* What you have to do
Identify, in the records below, every line where the string "answer" appears, and copy each such line.

• • •

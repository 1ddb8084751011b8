//! Nearby command - closest catalogue assets to a site

use crate::catalogue;
use crate::context::Context;
use anyhow::Result;
use h2site_cli::output::{format_count, format_km, Status};
use h2site_geo::{nearby, Asset, GeoPoint};
use owo_colors::OwoColorize;
use serde::Serialize;
use std::path::Path;

#[derive(Serialize)]
struct NearbyOutput<'a> {
    #[serde(flatten)]
    asset: &'a Asset,
    distance_km: f64,
}

/// Run the nearby command
pub fn run(
    ctx: &Context,
    center: GeoPoint,
    radius: Option<f64>,
    top: Option<usize>,
    category: Option<&str>,
    assets_path: Option<&Path>,
) -> Result<()> {
    center.validate()?;
    let radius_km = radius.unwrap_or(ctx.schema().explore.default_radius_km);
    let top_k = top.unwrap_or(ctx.schema().scoring.top_k);

    let mut assets = catalogue::load(assets_path)?;
    if let Some(category) = category {
        assets.retain(|a| a.asset_type == category);
    }

    let found = nearby(center, radius_km, &assets, Some(top_k), |a| Some(a.coordinates));

    if ctx.is_json() {
        let output: Vec<NearbyOutput> = found
            .iter()
            .map(|n| NearbyOutput {
                asset: n.item,
                distance_km: n.distance_km,
            })
            .collect();
        return ctx.print_json(&output);
    }

    Status::header(&format!(
        "Closest assets within {} of {:.4}, {:.4}",
        format_km(radius_km),
        center.latitude,
        center.longitude
    ));

    if found.is_empty() {
        Status::info("No assets in range");
        return Ok(());
    }

    for (rank, n) in found.iter().enumerate() {
        println!(
            "  {:>2}. {:>9}  {} {}",
            rank + 1,
            format_km(n.distance_km),
            n.item.name,
            format!("[{}]", n.item.asset_type).dimmed()
        );
    }
    println!();
    println!("  {}", format_count(found.len(), "asset", "assets").dimmed());

    Ok(())
}
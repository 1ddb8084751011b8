//! Reports commands - saved analyses and cross-report comparison

use crate::commands::summarize::load_response;
use crate::context::Context;
use anyhow::{Context as _, Result};
use h2site_api_client::{CompareRequest, ReportSummary};
use h2site_cli::output::{format_count, Status};
use h2site_cli::progress;
use h2site_geo::GeoPoint;
use h2site_report::{ReportFilter, ReportLocation, ReportRecord, ReportStats, ReportStatus};
use owo_colors::OwoColorize;
use serde::Serialize;
use std::path::{Path, PathBuf};

#[derive(Serialize)]
struct ListOutput<'a> {
    stats: ReportStats,
    reports: Vec<&'a ReportRecord>,
}

/// List saved reports, filtered by search text and status
pub async fn list(
    ctx: &Context,
    email: &str,
    query: Option<String>,
    status: Option<&str>,
) -> Result<()> {
    let mut filter = ReportFilter::new();
    if let Some(query) = query {
        filter = filter.with_query(query);
    }
    if let Some(status) = status {
        filter = filter.with_status(status.parse::<ReportStatus>()?);
    }

    let client = ctx.client()?;
    let pb = progress::spinner("Fetching saved reports...");
    let records = match client.reports().list(email).await {
        Ok(records) => {
            pb.finish_and_clear();
            records
        }
        Err(e) => {
            progress::finish_error(&pb, "Failed to fetch reports");
            return Err(e.into());
        }
    };

    let stats = ReportStats::from_records(&records);
    let shown = filter.apply(&records);

    if ctx.is_json() {
        return ctx.print_json(&ListOutput {
            stats,
            reports: shown,
        });
    }

    Status::header("Saved Reports");
    println!(
        "  Total: {}   Completed: {}   Processing: {}   Avg score: {:.0}",
        stats.total, stats.completed, stats.processing, stats.average_score
    );
    println!();

    if shown.is_empty() {
        if filter.is_active() {
            Status::info("No reports match the filter");
        } else {
            Status::info("No saved reports yet");
        }
        return Ok(());
    }

    for record in &shown {
        let status = match record.status {
            ReportStatus::Completed => record.status.as_str().green().to_string(),
            ReportStatus::Processing => record.status.as_str().yellow().to_string(),
            ReportStatus::Failed => record.status.as_str().red().to_string(),
        };
        println!(
            "  {:<28} {:<24} {:>5} km  {:<10} {}",
            record.name,
            record.location.dimmed(),
            record.analysis_radius,
            status,
            record.generated_at.dimmed()
        );
    }
    if filter.is_active() {
        println!();
        println!(
            "  {}",
            format!("{} of {}", shown.len(), format_count(records.len(), "report", "reports"))
                .dimmed()
        );
    }
    Ok(())
}

/// Save an analysis response file to the account
pub async fn save(
    ctx: &Context,
    input: &Path,
    center: GeoPoint,
    radius_km: f64,
    name: Option<String>,
    email: &str,
) -> Result<()> {
    center.validate()?;
    let response = load_response(input)?;
    let location = ReportLocation {
        name,
        coordinates: center,
        radius_km,
    };

    let saved = ctx
        .client()?
        .reports()
        .save(&response, &location, email)
        .await?;

    if ctx.is_json() {
        return ctx.print_json(&saved);
    }
    Status::success(&format!("Saved report for {}", location.label()));
    Ok(())
}

/// Compare analyses against a question
pub async fn compare(
    ctx: &Context,
    inputs: &[PathBuf],
    question: String,
    email: String,
) -> Result<()> {
    let reports = inputs
        .iter()
        .map(|path| {
            let response = load_response(path)?;
            Ok(ReportSummary {
                name: report_name(path),
                summary: response.ai_summary,
            })
        })
        .collect::<Result<Vec<_>>>()?;

    let request = CompareRequest {
        reports,
        user_question: question,
        user_email: email,
    };
    request.validate()?;

    let client = ctx.client()?;
    let pb = progress::spinner(&format!(
        "Comparing {}...",
        format_count(request.reports.len(), "report", "reports")
    ));
    let answer = match client.reports().compare(&request).await {
        Ok(answer) => {
            pb.finish_and_clear();
            answer
        }
        Err(e) => {
            progress::finish_error(&pb, "Comparison failed");
            return Err(e).context("Report comparison failed");
        }
    };

    if ctx.is_json() {
        return ctx.print_json(&answer);
    }
    Status::header(&request.user_question);
    println!("{}", answer.msg);
    Ok(())
}

/// Report name from its file name, e.g. `kutch.json` -> `kutch`
fn report_name(path: &Path) -> String {
    path.file_stem()
        .map(|s| s.to_string_lossy().into_owned())
        .unwrap_or_else(|| path.display().to_string())
}

#[cfg(test)]
mod tests {
    use super::*;

    #[test]
    fn test_report_name() {
        assert_eq!(report_name(Path::new("/tmp/kutch.json")), "kutch");
        assert_eq!(report_name(Path::new("ahmedabad")), "ahmedabad");
    }
}
//! Analyze command - back-end site analysis with AI summary

use crate::commands::summarize::{print_response, write_report};
use crate::context::Context;
use crate::WeightArgs;
use anyhow::Result;
use chrono::Local;
use h2site_api_client::{AnalysisRequest, ApiError};
use h2site_cli::output::{format_km, Status};
use h2site_cli::progress;
use h2site_geo::GeoPoint;
use h2site_report::{render_report_text, AnalysisResponse, ReportLocation};
use h2site_telemetry::Event;
use serde::Serialize;
use serde_json::json;
use std::path::PathBuf;

/// Arguments for [`run`]
pub struct AnalyzeArgs {
    pub center: GeoPoint,
    pub radius_km: Option<f64>,
    pub weights: WeightArgs,
    pub description: String,
    pub email: Option<String>,
    pub save: bool,
    pub output: Option<PathBuf>,
}

#[derive(Serialize)]
struct AnalyzeOutput<'a> {
    location: &'a ReportLocation,
    #[serde(flatten)]
    response: &'a AnalysisResponse,
    #[serde(skip_serializing_if = "Option::is_none")]
    report_path: Option<PathBuf>,
    saved: bool,
}

/// Run the analyze command
pub async fn run(ctx: &Context, args: AnalyzeArgs) -> Result<()> {
    let schema = ctx.schema();
    let radius_km = args.radius_km.unwrap_or(schema.explore.default_radius_km);
    let weights = args.weights.resolve(&schema.scoring.weights);

    let email = args.email.filter(|e| !e.trim().is_empty());
    if args.save && email.is_none() {
        return Err(ApiError::validation(
            "--save needs an account email (--email or H2SITE_USER_EMAIL)",
        )
        .into());
    }

    let mut request = AnalysisRequest::new(args.center, radius_km)
        .with_weights(weights.infrastructure, weights.environment, weights.economic)
        .with_description(args.description);
    if let Some(email) = &email {
        request = request.with_user_email(email.clone());
    }
    request.validate()?;

    let client = ctx.client()?;

    let pb = progress::spinner("Analysing site...");
    let response = match client.analysis().analyse(&request).await {
        Ok(response) => {
            progress::finish_success(&pb, "Analysis complete");
            response
        }
        Err(e) => {
            progress::finish_error(&pb, "Analysis failed");
            return Err(e.into());
        }
    };

    let place = client.geocoding().reverse_or_fallback(args.center).await;
    let location = ReportLocation {
        name: Some(place.name),
        coordinates: args.center,
        radius_km,
    };

    let report_path = match &args.output {
        Some(output) => {
            let text = render_report_text(&response, &location, &Local::now());
            Some(write_report(&text, output)?)
        }
        None => None,
    };

    let saved = match (&email, args.save) {
        (Some(email), true) => {
            client.reports().save(&response, &location, email).await?;
            Event::new("report_saved", json!({ "location": location.label() })).log();
            true
        }
        _ => false,
    };

    if ctx.is_json() {
        return ctx.print_json(&AnalyzeOutput {
            location: &location,
            response: &response,
            report_path,
            saved,
        });
    }

    Status::header(&format!("{} ({})", location.label(), format_km(radius_km)));
    print_response(&response);

    println!();
    if let Some(path) = report_path {
        Status::success(&format!("Report written to {}", path.display()));
    }
    if saved {
        Status::success("Saved to your reports");
    }
    Ok(())
}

• • •

* Result of the task
    let answer = match client.reports().compare(&request).await {
        Ok(answer) => {
            answer
        return ctx.print_json(&answer);
    println!("{}", answer.msg);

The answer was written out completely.